In his petition, Lucas alleges that he made demand on the Board on September 28, 2011, and he includes this demand in his petition. Lucas alleges that nine days later, his counsel received a letter from defendant Porter acknowledging receipt of the demand. Beyond this allegation, Lucas does not plead particular facts regarding the Board's response to his demand. Lucas does make conclusory statements that (1) in the seven months since the Board received his demand, the Board has failed to provide any substantive response to the demand; (2) the Board's non-response is a functional refusal of the demand; (3) clearly, the Board's failure to properly respond is improper under Minnesota law, and demonstrates the Board's lack of diligence and good faith; and (4) the Board has ignored the demand, and therefore Lucas's derivative action should be allowed to proceed. But, such conclusory statements do not satisfy Lucas's burden to plead particular facts. See Scattered Corp., 701 A.2d at 75. We conclude that, in his petition, Lucas has not satisfied his burden to plead particularized facts that create a reasonable doubt whether the Board conducted its investigation of the claims set forth in his demand reasonably and in good faith. See id. at 75–77; Grimes v. Donald, 673 A.2d 1207, 1220 (Del.1996), disapproved on other grounds by Brehm v. Eisner, 746 A.2d 244, 253 (Del.2000). Therefore, the trial court abused its discretion by denying the Helix Parties' special exceptions challenging Lucas's petition in this regard. See In re Brick, 351 S.W.3d 601, 607 (Tex.App.-Dallas 2011, orig. proceeding); In re Denbury Res., Inc., No. 05–09–01206–CV, 2009 WL 4263850, at *1–2 (Tex.App.-Dallas Dec. 1, 2009, orig. proceeding) (mem. op.); Connolly, 257 S.W.3d at 848.
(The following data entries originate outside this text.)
//! Pixel layout descriptors
//!
//! Channel order, row origin and stride are the three things a platform bitmap and a
//! library matrix can disagree on. They are described here declaratively and reconciled
//! by a pure function, so every conversion in the bridge goes through [`transcode`].

use crate::error::{BridgeError, Result};
use serde::{Deserialize, Serialize};

/// Role of a single byte inside a pixel.
#[derive(Debug, Clone, Copy, PartialEq, Eq)]
enum Channel {
    Luma,
    Red,
    Green,
    Blue,
    Alpha,
}

/// Byte order of the channels of one pixel, as laid out in memory.
#[derive(Debug, Clone, Copy, PartialEq, Eq, Hash, Serialize, Deserialize)]
pub enum ChannelOrder {
    Gray,
    Rgb,
    Bgr,
    Rgba,
    /// 32-bit little-endian "alpha first" frames, the usual camera output.
    Bgra,
    /// 32-bit big-endian "alpha first".
    Argb,
}

impl ChannelOrder {
    fn roles(self) -> &'static [Channel] {
        use Channel::*;
        match self {
            ChannelOrder::Gray => &[Luma],
            ChannelOrder::Rgb => &[Red, Green, Blue],
            ChannelOrder::Bgr => &[Blue, Green, Red],
            ChannelOrder::Rgba => &[Red, Green, Blue, Alpha],
            ChannelOrder::Bgra => &[Blue, Green, Red, Alpha],
            ChannelOrder::Argb => &[Alpha, Red, Green, Blue],
        }
    }

    /// Number of bytes per pixel.
    pub fn channels(self) -> usize {
        self.roles().len()
    }

    /// Order the vision library expects for a given channel count.
    pub fn native(channels: usize) -> Option<Self> {
        match channels {
            1 => Some(ChannelOrder::Gray),
            3 => Some(ChannelOrder::Bgr),
            4 => Some(ChannelOrder::Bgra),
            _ => None,
        }
    }

    /// Byte offsets of red, green and blue inside a pixel. Gray maps all three to 0.
    pub fn rgb_offsets(self) -> [usize; 3] {
        let roles = self.roles();
        let find = |want: Channel| {
            roles
                .iter()
                .position(|&c| c == want || c == Channel::Luma)
                .unwrap_or(0)
        };
        [find(Channel::Red), find(Channel::Green), find(Channel::Blue)]
    }

    /// Byte offset of the alpha channel, if any.
    pub fn alpha_offset(self) -> Option<usize> {
        self.roles().iter().position(|&c| c == Channel::Alpha)
    }
}

/// Which row comes first in memory.
#[derive(Debug, Clone, Copy, PartialEq, Eq, Default, Serialize, Deserialize)]
pub enum Origin {
    #[default]
    TopLeft,
    BottomLeft,
}

/// Element type of a single channel.
#[derive(Debug, Clone, Copy, PartialEq, Eq, Serialize, Deserialize)]
pub enum Depth {
    U8,
    U16,
    F32,
}

impl Depth {
    pub fn size(self) -> usize {
        match self {
            Depth::U8 => 1,
            Depth::U16 => 2,
            Depth::F32 => 4,
        }
    }
}

/// Declarative description of how 8-bit pixels sit in a buffer.
#[derive(Debug, Clone, Copy, PartialEq, Eq, Serialize, Deserialize)]
pub struct PixelLayout {
    pub order: ChannelOrder,
    pub origin: Origin,
    /// Bytes from the start of one row to the start of the next.
    pub stride: usize,
}

impl PixelLayout {
    /// Tightly packed, top-left origin.
    pub fn packed(order: ChannelOrder, width: usize) -> Self {
        Self {
            order,
            origin: Origin::TopLeft,
            stride: width * order.channels(),
        }
    }

    /// Rows padded up to a multiple of `alignment` bytes. 0 and 1 mean packed.
    pub fn aligned(order: ChannelOrder, width: usize, alignment: usize) -> Self {
        let row = width * order.channels();
        let stride = if alignment > 1 {
            row.div_ceil(alignment) * alignment
        } else {
            row
        };
        Self {
            order,
            origin: Origin::TopLeft,
            stride,
        }
    }

    pub fn with_origin(mut self, origin: Origin) -> Self {
        self.origin = origin;
        self
    }

    pub fn channels(&self) -> usize {
        self.order.channels()
    }

    /// Meaningful bytes in one row.
    pub fn row_bytes(&self, width: usize) -> usize {
        width * self.channels()
    }

    /// Minimum buffer length able to hold `height` rows.
    pub fn required_len(&self, width: usize, height: usize) -> usize {
        if height == 0 {
            return 0;
        }
        self.stride * (height - 1) + self.row_bytes(width)
    }

    fn check(&self, width: usize, height: usize, len: usize, side: &str) -> Result<()> {
        let row = self.row_bytes(width);
        if self.stride < row {
            return Err(BridgeError::conversion(format!(
                "{side} stride {} is narrower than a {row}-byte row",
                self.stride
            )));
        }
        let needed = self.required_len(width, height);
        if len < needed {
            return Err(BridgeError::conversion(format!(
                "{side} buffer holds {len} bytes, layout needs {needed}"
            )));
        }
        Ok(())
    }
}

/// What has to happen to move pixels from one layout to another.
#[derive(Debug, Clone, PartialEq, Eq)]
pub struct LayoutPlan {
    /// `swizzle[i]` is the source byte feeding destination byte `i` of each pixel.
    pub swizzle: Vec<usize>,
    pub flip_rows: bool,
}

impl LayoutPlan {
    pub fn is_channel_identity(&self) -> bool {
        self.swizzle.iter().enumerate().all(|(i, &s)| i == s)
    }
}

/// Work out the channel permutation and row flip between two layouts.
///
/// Both orders must carry the same set of channels; dropping or inventing a channel
/// (alpha in particular) is refused rather than silently done.
pub fn reconcile(src: &PixelLayout, dst: &PixelLayout) -> Result<LayoutPlan> {
    let from = src.order.roles();
    let to = dst.order.roles();
    if from.len() != to.len() {
        return Err(BridgeError::conversion(format!(
            "cannot map {:?} ({} channels) onto {:?} ({} channels)",
            src.order,
            from.len(),
            dst.order,
            to.len()
        )));
    }

    let swizzle = to
        .iter()
        .map(|role| {
            from.iter().position(|r| r == role).ok_or_else(|| {
                BridgeError::conversion(format!(
                    "{:?} has no {:?} channel required by {:?}",
                    src.order, role, dst.order
                ))
            })
        })
        .collect::<Result<Vec<_>>>()?;

    Ok(LayoutPlan {
        swizzle,
        flip_rows: src.origin != dst.origin,
    })
}

/// Copy `height` rows of `width` pixels from `src` into a freshly allocated buffer
/// laid out as `dst_layout`. Padding bytes in the output are zero.
pub fn transcode(
    src: &[u8],
    width: usize,
    height: usize,
    src_layout: &PixelLayout,
    dst_layout: &PixelLayout,
) -> Result<Vec<u8>> {
    let plan = reconcile(src_layout, dst_layout)?;
    src_layout.check(width, height, src.len(), "source")?;
    dst_layout.check(width, height, dst_layout.stride * height, "destination")?;

    let channels = src_layout.channels();
    let row_bytes = width * channels;
    let mut out = vec![0u8; dst_layout.stride * height];
    let identity = plan.is_channel_identity();

    for y in 0..height {
        let sy = if plan.flip_rows { height - 1 - y } else { y };
        let src_row = &src[sy * src_layout.stride..sy * src_layout.stride + row_bytes];
        let dst_row = &mut out[y * dst_layout.stride..y * dst_layout.stride + row_bytes];

        if identity {
            dst_row.copy_from_slice(src_row);
            continue;
        }
        for (d, s) in dst_row
            .chunks_exact_mut(channels)
            .zip(src_row.chunks_exact(channels))
        {
            for (slot, &from) in d.iter_mut().zip(&plan.swizzle) {
                *slot = s[from];
            }
        }
    }

    Ok(out)
}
The Helix Parties assert they have no adequate remedy at law. To determine if a party has an adequate remedy at law, we ask whether the benefits of mandamus review outweigh the detriments, and if they do, we make a practical and prudential determination as to whether the remedy at law is adequate. In re Prudential Ins. Co. of Am., 148 S.W.3d 124, 136 (Tex.2004) (orig. proceeding). Derivative actions impinge on the managerial freedom of directors. Grimes, 673 A.2d at 1215. The demand requirement recognizes the importance of the fundamental precept that directors manage the business and affairs of the corporation. Id. Thus, the requirement that Lucas plead particularized facts that create a reasonable doubt whether the Board conducted its investigation of the claims set forth in his demand reasonably and in good faith is an important one. See Scattered Corp., 701 A.2d at 73–75; Grimes, 673 A.2d at 1215–17. Under Delaware law, a plaintiff in a derivative suit is not entitled to discovery to assist compliance with the particularized pleading requirement regarding demand on the board of directors. See Scattered Corp., 701 A.2d at 77. A plaintiff's ability to assert derivative claims must be determined on the basis of the well-pleaded allegations of the plaintiff's petition. See id. A trial court abuses its discretion if it orders derivative-action defendants to respond to discovery over their objection that discovery is premature because the plaintiff has not yet satisfied the heightened pleading requirement regarding demand on the board of directors. See In re Crown Castle Int'l Corp., 247 S.W.3d 349, 354–55 (Tex.App.-Houston [14th Dist.] 2008, orig. proceeding). We conclude that the benefits of mandamus review outweigh the detriments, and our practical and prudential determination is that the Helix Parties have no adequate remedy at law. See In re Brick, 351 S.W.3d at 607; In re Denbury Res., Inc., 2009 WL 4263850, at *1–2; In re Crown Castle Int'l Corp., 247 S.W.3d at 355.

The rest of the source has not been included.